ACTION ITEM:
In the data below, find every line with the word "Source" and copy it.

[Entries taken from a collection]
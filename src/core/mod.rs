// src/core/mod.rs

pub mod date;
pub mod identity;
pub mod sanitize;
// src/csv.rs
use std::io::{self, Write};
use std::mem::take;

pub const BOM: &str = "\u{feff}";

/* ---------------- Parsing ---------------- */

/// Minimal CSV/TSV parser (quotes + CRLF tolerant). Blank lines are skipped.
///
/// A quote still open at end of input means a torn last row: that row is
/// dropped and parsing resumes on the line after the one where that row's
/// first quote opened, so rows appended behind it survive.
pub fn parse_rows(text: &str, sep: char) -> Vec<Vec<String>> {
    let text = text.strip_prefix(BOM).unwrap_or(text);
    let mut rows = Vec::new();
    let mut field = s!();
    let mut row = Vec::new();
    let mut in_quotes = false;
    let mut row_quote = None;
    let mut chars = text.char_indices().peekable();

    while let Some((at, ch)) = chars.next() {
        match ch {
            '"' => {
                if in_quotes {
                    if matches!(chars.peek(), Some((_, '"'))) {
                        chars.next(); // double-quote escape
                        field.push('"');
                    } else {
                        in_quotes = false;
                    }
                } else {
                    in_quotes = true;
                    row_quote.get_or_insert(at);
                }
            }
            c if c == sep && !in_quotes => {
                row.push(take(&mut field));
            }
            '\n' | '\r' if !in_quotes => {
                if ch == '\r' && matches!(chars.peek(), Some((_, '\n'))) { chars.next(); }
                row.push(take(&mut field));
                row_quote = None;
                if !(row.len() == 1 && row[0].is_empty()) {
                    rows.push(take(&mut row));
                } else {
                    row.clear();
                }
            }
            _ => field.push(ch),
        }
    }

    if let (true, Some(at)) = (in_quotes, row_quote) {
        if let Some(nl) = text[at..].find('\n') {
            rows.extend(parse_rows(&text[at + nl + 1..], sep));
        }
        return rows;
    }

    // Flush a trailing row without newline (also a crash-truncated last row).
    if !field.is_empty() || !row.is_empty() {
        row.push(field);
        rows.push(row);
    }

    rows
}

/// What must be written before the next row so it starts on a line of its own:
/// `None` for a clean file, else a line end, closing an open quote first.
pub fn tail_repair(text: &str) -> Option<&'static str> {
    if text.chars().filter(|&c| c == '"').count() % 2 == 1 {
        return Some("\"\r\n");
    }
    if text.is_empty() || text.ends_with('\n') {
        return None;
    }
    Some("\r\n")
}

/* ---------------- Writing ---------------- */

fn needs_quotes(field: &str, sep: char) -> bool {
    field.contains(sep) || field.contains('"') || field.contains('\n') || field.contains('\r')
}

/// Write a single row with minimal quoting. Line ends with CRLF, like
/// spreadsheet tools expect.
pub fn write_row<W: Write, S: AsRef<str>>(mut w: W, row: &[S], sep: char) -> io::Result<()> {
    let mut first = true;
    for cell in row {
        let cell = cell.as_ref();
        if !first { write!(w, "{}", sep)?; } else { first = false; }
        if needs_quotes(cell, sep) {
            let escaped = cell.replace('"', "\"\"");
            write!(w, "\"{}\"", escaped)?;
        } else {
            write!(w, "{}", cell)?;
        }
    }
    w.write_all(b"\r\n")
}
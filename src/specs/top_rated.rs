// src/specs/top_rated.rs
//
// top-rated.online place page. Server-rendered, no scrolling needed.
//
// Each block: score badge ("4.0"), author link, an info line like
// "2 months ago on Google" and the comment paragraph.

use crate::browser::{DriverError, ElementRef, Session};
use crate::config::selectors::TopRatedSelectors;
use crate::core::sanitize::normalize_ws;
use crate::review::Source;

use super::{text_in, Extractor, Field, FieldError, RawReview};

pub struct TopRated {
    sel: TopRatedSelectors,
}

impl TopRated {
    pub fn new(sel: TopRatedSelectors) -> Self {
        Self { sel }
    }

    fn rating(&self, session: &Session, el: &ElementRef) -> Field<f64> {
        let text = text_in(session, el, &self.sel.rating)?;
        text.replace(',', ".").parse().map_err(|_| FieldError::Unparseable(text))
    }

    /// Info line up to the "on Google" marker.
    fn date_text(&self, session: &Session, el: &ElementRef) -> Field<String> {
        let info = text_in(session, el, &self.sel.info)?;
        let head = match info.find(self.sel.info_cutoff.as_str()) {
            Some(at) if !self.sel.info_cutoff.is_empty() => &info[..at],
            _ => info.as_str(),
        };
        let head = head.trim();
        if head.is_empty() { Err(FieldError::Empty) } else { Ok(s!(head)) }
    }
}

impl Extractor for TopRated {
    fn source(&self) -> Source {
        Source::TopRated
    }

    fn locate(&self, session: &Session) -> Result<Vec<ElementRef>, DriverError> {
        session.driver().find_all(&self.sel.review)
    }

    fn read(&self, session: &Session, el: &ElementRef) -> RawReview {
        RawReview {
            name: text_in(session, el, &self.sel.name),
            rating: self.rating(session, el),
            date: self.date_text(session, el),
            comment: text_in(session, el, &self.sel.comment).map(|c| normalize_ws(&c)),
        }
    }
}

PROBLEM SOLUTION:
use crate::review::Source;
    fn source(&self) -> Source {
        Source::TopRated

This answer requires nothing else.